Sunday 31 July 2022

Students making mistakes (London / Paris)

Student in Paris has been missing lessons here and there for various reasons (health, etc.), and is starting to forget more and more of her Chinese (and English since she moved back to Paris because of Brexit).

As she’s 78, I think it’s already remarkable that she should want to be carrying on at all with the gruelling routine of learning Chinese.  I’ve always said, “It’s attitude, more than aptitude, that counts.”


During last week’s lesson, as she was discovering more gaps in her Chinese, she started to apologise.  


My attitude about students learning Chinese is that unless they’re taking an exam, in which case they’ll just have to knuckle down and get on with it, what’s most important is for them to enjoy the learning.  


With this student, the most elderly in my current small clutch, it’s even more important that she should not be reminded yet again of her failing memory.


So, to help lift her out of her depression about this, I said to her, “If students don’t make mistakes, I’ll be out of a job!”


She laughed — long and loud.


(London / Paris, 2022)

Monday 25 July 2022

True charitable spirit: 01 (London)

I teach Mandarin and English at a north London Chinese community centre, the Islington Chinese Association.  It’s not just a place for (mainly old) people to get together and socialise, join in the activities (qigong, taiji, ping pong, karaoke, Cantonese opera, Chinese card games), eat in the canteen.  They also organise away-tours: pre-Covid, they’d go to Europe; now, they only go to other parts of the UK.  

What’s admirable is also that they run counselling sessions for alcohol and drug addicts (all non-Chinese, as it happens).  So, it’s not just a place that serves the Chinese community, but the community at large.  


It’s a place with a truly charitable spirit.


(London, 2022)

True charitable spirit: 02 (London)

The Friday kitchen team at the Islington Chinese Association is a different group of people from the Tuesday to Thursday one. 

The assistant is Bobby whose wife is a volunteer at the reception on Fridays.


Yesterday there were two ladies I’d never seen before: a younger one (40s? 50s?) with an older one (70s? 80s?). Not sure if they’re related.


At one point before lunch was served, I saw that the old lady was in tears. (She was earlier talking to Bobby’s wife when she got in, talking about something unhappy by the looks of it.) 


Bobby, in spite of being needed in the kitchen as lunch was about to be served, kept consoling the old lady, saying sympathetic and supportive things, “Let’s go for a cup of tea later, OK?  Don’t dwell on it, OK?”  He's a big man, but he was so gentle with her.


It was the way he was handling her that moved me: so kind and caring.


(London, 2022)

True charitable spirit: 03 (London)

The Friday cook at the Islington Chinese Association is a lady called Hou jiě (Sister Hou). 

During the wild garlic season, I was picking wild garlic regularly and giving bunches away to people, mostly the ones at the centre, including Hou jiě. 
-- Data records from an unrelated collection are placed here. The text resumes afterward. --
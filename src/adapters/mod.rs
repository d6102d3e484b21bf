pub mod http;
pub mod onnx;
pub mod storage;
pub mod stub;
pub mod video;

use std::path::Path;
use std::sync::Arc;

use crate::application::ports::Detector;
use crate::domain::{
    catalog::ClassCatalog,
    errors::{DomainError, DomainResult},
};

/// Loads the detector named by `model`: `stub://` or a path to an `.onnx` export.
pub fn load_detector(model: &str, labels: Option<&Path>) -> DomainResult<Arc<dyn Detector>> {
    if model == stub::STUB_MODEL {
        return Ok(Arc::new(stub::StubDetector::new()));
    }

    let path = Path::new(model);
    if !path.exists() {
        return Err(DomainError::ModelLoad(format!("model file not found: {model}")));
    }
    let labels = labels.map(load_labels).transpose()?;
    load_onnx(path, labels)
}

fn load_labels(path: &Path) -> DomainResult<ClassCatalog> {
    let text = std::fs::read_to_string(path)
        .map_err(|e| DomainError::ModelLoad(format!("cannot read labels {}: {e}", path.display())))?;
    let catalog = if path.extension().is_some_and(|e| e == "json") {
        let value = serde_json::from_str(&text)
            .map_err(|e| DomainError::ModelLoad(format!("invalid labels {}: {e}", path.display())))?;
        ClassCatalog::from_json(&value)
    } else {
        ClassCatalog::from_labels_text(&text)
    };
    Ok(catalog)
}

#[cfg(feature = "onnx")]
fn load_onnx(path: &Path, labels: Option<ClassCatalog>) -> DomainResult<Arc<dyn Detector>> {
    let detector = onnx::yolo_engine::OnnxYoloDetector::load(path, labels)
        .map_err(|e| DomainError::ModelLoad(format!("{}: {e:#}", path.display())))?;
    Ok(Arc::new(detector))
}

#[cfg(not(feature = "onnx"))]
fn load_onnx(path: &Path, _labels: Option<ClassCatalog>) -> DomainResult<Arc<dyn Detector>> {
    Err(DomainError::ModelLoad(format!(
        "{}: ONNX models require the onnx feature",
        path.display()
    )))
}
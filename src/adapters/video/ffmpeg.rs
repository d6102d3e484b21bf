//! File-backed video source decoded with FFmpeg.

use anyhow::{anyhow, Context, Result};
use ffmpeg_next as ffmpeg;
use image::RgbImage;
use std::path::Path;

use crate::application::ports::{VideoInfo, VideoOpener, VideoSource};
use crate::domain::errors::{DomainError, DomainResult};

pub struct FfmpegVideoOpener;

impl FfmpegVideoOpener {
    pub fn new() -> Result<Self> {
        ffmpeg::init().context("initialize ffmpeg")?;
        Ok(Self)
    }
}

impl VideoOpener for FfmpegVideoOpener {
    fn open(&self, path: &Path) -> DomainResult<Box<dyn VideoSource>> {
        FfmpegVideoSource::open(path)
            .map(|s| Box::new(s) as Box<dyn VideoSource>)
            .map_err(|e| DomainError::SourceUnavailable(format!("{e:#}")))
    }
}

struct FfmpegVideoSource {
    input: ffmpeg::format::context::Input,
    stream_index: usize,
    decoder: ffmpeg::codec::decoder::Video,
    scaler: ffmpeg::software::scaling::Context,
    info: VideoInfo,
    eof_sent: bool,
}

impl FfmpegVideoSource {
    fn open(path: &Path) -> Result<Self> {
        let input = ffmpeg::format::input(path)
            .with_context(|| format!("failed to open '{}'", path.display()))?;
        let stream = input
            .streams()
            .best(ffmpeg::media::Type::Video)
            .ok_or_else(|| anyhow!("file has no video track"))?;
        let stream_index = stream.index();

        let frames = stream.frames();
        let rate = stream.avg_frame_rate();
        let info = VideoInfo {
            frame_count: (frames > 0).then_some(frames as u64),
            fps: (rate.numerator() > 0 && rate.denominator() > 0).then(|| f64::from(rate)),
        };

        let context = ffmpeg::codec::context::Context::from_parameters(stream.parameters())
            .context("load video decoder parameters")?;
        let decoder = context.decoder().video().context("open video decoder")?;

        let scaler = ffmpeg::software::scaling::context::Context::get(
            decoder.format(),
            decoder.width(),
            decoder.height(),
            ffmpeg::util::format::pixel::Pixel::RGB24,
            decoder.width(),
            decoder.height(),
            ffmpeg::software::scaling::flag::Flags::BILINEAR,
        )
        .context("create scaler")?;

        tracing::debug!(path = %path.display(), ?info, "video opened");

        Ok(Self { input, stream_index, decoder, scaler, info, eof_sent: false })
    }

    fn next_decoded(&mut self) -> Result<Option<ffmpeg::frame::Video>> {
        let mut decoded = ffmpeg::frame::Video::empty();
        loop {
            if self.decoder.receive_frame(&mut decoded).is_ok() {
                return Ok(Some(decoded));
            }
            if self.eof_sent {
                return Ok(None);
            }
            match read_packet(&mut self.input, self.stream_index) {
                Some(packet) => self
                    .decoder
                    .send_packet(&packet)
                    .context("send packet to decoder")?,
                None => {
                    self.decoder.send_eof().context("flush decoder")?;
                    self.eof_sent = true;
                }
            }
        }
    }
}

fn read_packet(input: &mut ffmpeg::format::context::Input, stream_index: usize) -> Option<ffmpeg::Packet> {
    input
        .packets()
        .find(|(stream, _)| stream.index() == stream_index)
        .map(|(_, packet)| packet)
}

impl VideoSource for FfmpegVideoSource {
    fn info(&self) -> VideoInfo {
        self.info
    }

    fn next_frame(&mut self) -> DomainResult<Option<RgbImage>> {
        let decoded = match self.next_decoded() {
            Ok(Some(frame)) => frame,
            Ok(None) => return Ok(None),
            Err(e) => return Err(DomainError::Decode(format!("{e:#}"))),
        };
        let mut rgb = ffmpeg::frame::Video::empty();
        self.scaler
            .run(&decoded, &mut rgb)
            .map_err(|e| DomainError::Decode(format!("scale frame to RGB: {e}")))?;
        frame_to_image(&rgb)
            .map(Some)
            .map_err(|e| DomainError::Decode(format!("{e:#}")))
    }

    fn skip_frame(&mut self) -> DomainResult<bool> {
        self.next_decoded()
            .map(|f| f.is_some())
            .map_err(|e| DomainError::Decode(format!("{e:#}")))
    }
}

fn frame_to_image(frame: &ffmpeg::frame::Video) -> Result<RgbImage> {
    let width = frame.width();
    let height = frame.height();
    let row_bytes = width as usize * 3;
    let stride = frame.stride(0);
    let data = frame.data(0);

    let mut pixels = Vec::with_capacity(row_bytes * height as usize);
    for row in 0..height as usize {
        let start = row * stride;
        pixels.extend_from_slice(
            data.get(start..start + row_bytes)
                .context("frame row is out of bounds")?,
        );
    }

    RgbImage::from_raw(width, height, pixels).ok_or_else(|| anyhow!("frame buffer size mismatch"))
}
use serde::{Deserialize, Serialize};

use super::catalog::ClassCatalog;

/// Detector output before normalization: float xyxy box in source pixels.
#[derive(Debug, Clone, PartialEq)]
pub struct RawDetection {
    pub x1: f32,
    pub y1: f32,
    pub x2: f32,
    pub y2: f32,
    pub confidence: f32,
    pub class_id: i64,
}

impl RawDetection {
    fn area(&self) -> f32 {
        (self.x2 - self.x1).max(0.0) * (self.y2 - self.y1).max(0.0)
    }

    pub fn iou(&self, other: &RawDetection) -> f32 {
        let w = (self.x2.min(other.x2) - self.x1.max(other.x1)).max(0.0);
        let h = (self.y2.min(other.y2) - self.y1.max(other.y1)).max(0.0);
        let intersection = w * h;
        let union = self.area() + other.area() - intersection;
        if union > 0.0 {
            intersection / union
        } else {
            0.0
        }
    }
}

#[derive(Debug, Clone, Copy, PartialEq, Eq, Serialize, Deserialize)]
pub struct BoundingBox {
    pub x1: i32,
    pub y1: i32,
    pub x2: i32,
    pub y2: i32,
}

#[derive(Debug, Clone, PartialEq, Serialize, Deserialize)]
pub struct Detection {
    #[serde(rename = "class")]
    pub class_name: String,
    pub confidence: f64,
    pub bbox: BoundingBox,
}

#[derive(Debug, Clone, PartialEq, Serialize, Deserialize)]
pub struct FrameResult {
    pub frame_index: u64,
    pub detections: Vec<Detection>,
    #[serde(default, skip_serializing_if = "Option::is_none")]
    pub error: Option<String>,
}

/// Converts raw detector output into wire records.
///
/// Confidence is clamped to `[0, 1]` and rounded to 4 decimals, coordinates
/// are truncated toward zero and ordered so that `x1 <= x2`, `y1 <= y2`.
pub fn normalize(raw: &[RawDetection], catalog: &ClassCatalog) -> Vec<Detection> {
    raw.iter()
        .map(|r| {
            let (x1, x2) = ordered(r.x1 as i32, r.x2 as i32);
            let (y1, y2) = ordered(r.y1 as i32, r.y2 as i32);
            Detection {
                class_name: catalog.name_for(r.class_id),
                confidence: round_confidence(r.confidence),
                bbox: BoundingBox { x1, y1, x2, y2 },
            }
        })
        .collect()
}

fn ordered(a: i32, b: i32) -> (i32, i32) {
    if a <= b {
        (a, b)
    } else {
        (b, a)
    }
}

fn round_confidence(confidence: f32) -> f64 {
    if confidence.is_nan() {
        return 0.0;
    }
    let clamped = (confidence as f64).clamp(0.0, 1.0);
    (clamped * 10_000.0).round() / 10_000.0
}
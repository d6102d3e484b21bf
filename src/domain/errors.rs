use thiserror::Error;

#[derive(Debug, Error)]
pub enum DomainError {
    #[error("{0}")]
    Validation(String),
    #[error("cannot open video: {0}")]
    SourceUnavailable(String),
    /// A frame could not be read after the video was opened.
    #[error("video decode error: {0}")]
    Decode(String),
    #[error("inference error: {0}")]
    Inference(String),
    #[error("scratch storage error: {0}")]
    Storage(String),
    #[error("cannot load model: {0}")]
    ModelLoad(String),
}

pub type DomainResult<T> = Result<T, DomainError>;
use axum::{http::StatusCode, response::IntoResponse, response::Response, BoxError, Json};
use tokio::task::JoinError;
use tower::timeout::error::Elapsed;

use crate::application::dto::ErrorResponse;
use crate::domain::errors::DomainError;

/// Error returned by handlers, rendered as `{"error": "..."}`.
#[derive(Debug)]
pub struct ApiError {
    pub status: StatusCode,
    pub message: String,
}

impl ApiError {
    pub fn bad_request(message: impl Into<String>) -> Self {
        Self { status: StatusCode::BAD_REQUEST, message: message.into() }
    }
}

impl From<DomainError> for ApiError {
    fn from(e: DomainError) -> Self {
        let status = match &e {
            DomainError::Validation(_) | DomainError::SourceUnavailable(_) => StatusCode::BAD_REQUEST,
            DomainError::Decode(_) | DomainError::Inference(_) | DomainError::Storage(_) | DomainError::ModelLoad(_) => {
                StatusCode::INTERNAL_SERVER_ERROR
            }
        };
        Self { status, message: e.to_string() }
    }
}

impl From<JoinError> for ApiError {
    fn from(e: JoinError) -> Self {
        Self {
            status: StatusCode::INTERNAL_SERVER_ERROR,
            message: format!("processing task failed: {e}"),
        }
    }
}

/// Renders failures raised by tower middleware (request timeout) as `{error}`.
pub async fn layer_error(err: BoxError) -> ApiError {
    if err.is::<Elapsed>() {
        ApiError { status: StatusCode::REQUEST_TIMEOUT, message: "request timed out".into() }
    } else {
        ApiError {
            status: StatusCode::INTERNAL_SERVER_ERROR,
            message: format!("unhandled middleware error: {err}"),
        }
    }
}

impl IntoResponse for ApiError {
    fn into_response(self) -> Response {
        if self.status.is_server_error() {
            tracing::error!(status = %self.status, error = %self.message, "request failed");
        } else {
            tracing::warn!(status = %self.status, error = %self.message, "request rejected");
        }
        (self.status, Json(ErrorResponse { error: self.message })).into_response()
    }
}
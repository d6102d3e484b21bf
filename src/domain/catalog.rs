use std::collections::BTreeMap;

use serde_json::Value;

/// Id → name mapping of the classes a detector can report.
///
/// Loaded once at startup and shared read-only. Lookups never fail: an id
/// without a usable name resolves to its decimal representation.
#[derive(Debug, Clone, Default, PartialEq, Eq)]
pub struct ClassCatalog {
    names: BTreeMap<i64, String>,
}

impl ClassCatalog {
    pub fn from_map(names: BTreeMap<i64, String>) -> Self {
        Self { names }
    }

    /// Positional list: the index is the class id.
    pub fn from_names<I, S>(names: I) -> Self
    where
        I: IntoIterator<Item = S>,
        S: Into<String>,
    {
        let names = names
            .into_iter()
            .enumerate()
            .map(|(i, n)| (i as i64, n.into()))
            .collect();
        Self { names }
    }

    /// Accepts either `{"0": "person", ...}` or `["person", ...]`.
    /// Any other shape yields an empty catalog, which still resolves every id.
    pub fn from_json(value: &Value) -> Self {
        match value {
            Value::Array(items) => Self::from_names(
                items
                    .iter()
                    .map(|v| v.as_str().map(str::to_string).unwrap_or_else(|| v.to_string())),
            ),
            Value::Object(map) => {
                let names = map
                    .iter()
                    .filter_map(|(k, v)| {
                        let id = k.trim().parse::<i64>().ok()?;
                        let name = v.as_str()?.to_string();
                        Some((id, name))
                    })
                    .collect();
                Self { names }
            }
            _ => {
                tracing::warn!("class names have an unexpected shape, falling back to numeric ids");
                Self::default()
            }
        }
    }

    /// Parses the `names` metadata entry written by Ultralytics exports,
    /// e.g. `{0: 'person', 1: "driver's seat"}`.
    pub fn from_ultralytics_metadata(raw: &str) -> Option<Self> {
        parse_python_dict(raw).map(Self::from_map)
    }

    /// One class name per line; blank lines are ignored.
    pub fn from_labels_text(text: &str) -> Self {
        Self::from_names(text.lines().map(str::trim).filter(|l| !l.is_empty()))
    }

    pub fn name_for(&self, class_id: i64) -> String {
        match self.names.get(&class_id) {
            Some(name) if !name.trim().is_empty() => name.clone(),
            _ => class_id.to_string(),
        }
    }

    /// Names ordered by class id.
    pub fn names(&self) -> Vec<String> {
        self.names.values().cloned().collect()
    }

    pub fn len(&self) -> usize {
        self.names.len()
    }

    pub fn is_empty(&self) -> bool {
        self.names.is_empty()
    }
}

fn parse_python_dict(raw: &str) -> Option<BTreeMap<i64, String>> {
    let body = raw.trim().strip_prefix('{')?.strip_suffix('}')?;
    let mut chars = body.chars().peekable();
    let mut out = BTreeMap::new();

    loop {
        while matches!(chars.peek(), Some(c) if c.is_whitespace() || *c == ',') {
            chars.next();
        }
        if chars.peek().is_none() {
            break;
        }

        let mut key = String::new();
        for c in chars.by_ref() {
            if c == ':' {
                break;
            }
            key.push(c);
        }
        let id = key.trim().parse::<i64>().ok()?;

        while matches!(chars.peek(), Some(c) if c.is_whitespace()) {
            chars.next();
        }
        let quote = chars.next().filter(|c| *c == '\'' || *c == '"')?;

        let mut name = String::new();
        let mut closed = false;
        while let Some(c) = chars.next() {
            match c {
                '\\' => name.push(chars.next()?),
                c if c == quote => {
                    closed = true;
                    break;
                }
                c => name.push(c),
            }
        }
        if !closed {
            return None;
        }
        out.insert(id, name);
    }

    Some(out)
}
One Friday, I went in with another lot of wild garlic, and offered a bunch to Hou jiě.  She said, referring to her assistant Bobby (whom I’d not spoken to before — I’d only seen working him around the kitchen), “You’ve already given me some.  He hasn’t had any yet.  Give them to him.”  So altruistic.


I then went out to the reception and offered some to the reception volunteer.  As I was filling a bag, Bobby came out and said, “She’s my wife, you’ve already given me some, so let someone else have this lot.”  So kind and generous.


It’s such a caring place.


(London, 2022)

Tuesday 12 July 2022

Genes skipping a generation (Beijing / London)


Ive been asked to tutor a very bright six-year-old boy in his schoolwork, mainly because he has trouble focusing.  

James’s maternal grandma is from Yunnan in S.W.China, and has been learning English with me on and off.  James was born here in London, has an English father, goes to an English school, has English friends, doesnt speak that much Chinese, yet bizarrely pronounces some of his English words just like his maternal grandma. 

Grandma will consistently do the Italian insert-a-vowel-after-a-consonant thing, so “did” comes out as “didda”, “bought” as “boughta”, etc.  James does that too, though not on the same scale.

Grandma pronounces sport as si-portspring as si-pring.  Ditto James.

Yet grandma doesn’t really speak much to him on the phone as her English is still hardly good enough to make sense (although she’s been gaining confidence and trying harder and more often), so it can’t be that.

It was grandma whod recommended me for the tutoring, saying to Jamess mother, I know the very person who can discipline him!  So, Ive been reporting back to her on James's progress (his marks have improved at school).  

On the subject of his English pronunciation being just like hers, I offered this explanation: “Id heard that genes skip a generation, so it must be that!

PS: (from googling) “...the expression or manifestation of genes — traits — can skip generations under some circumstances.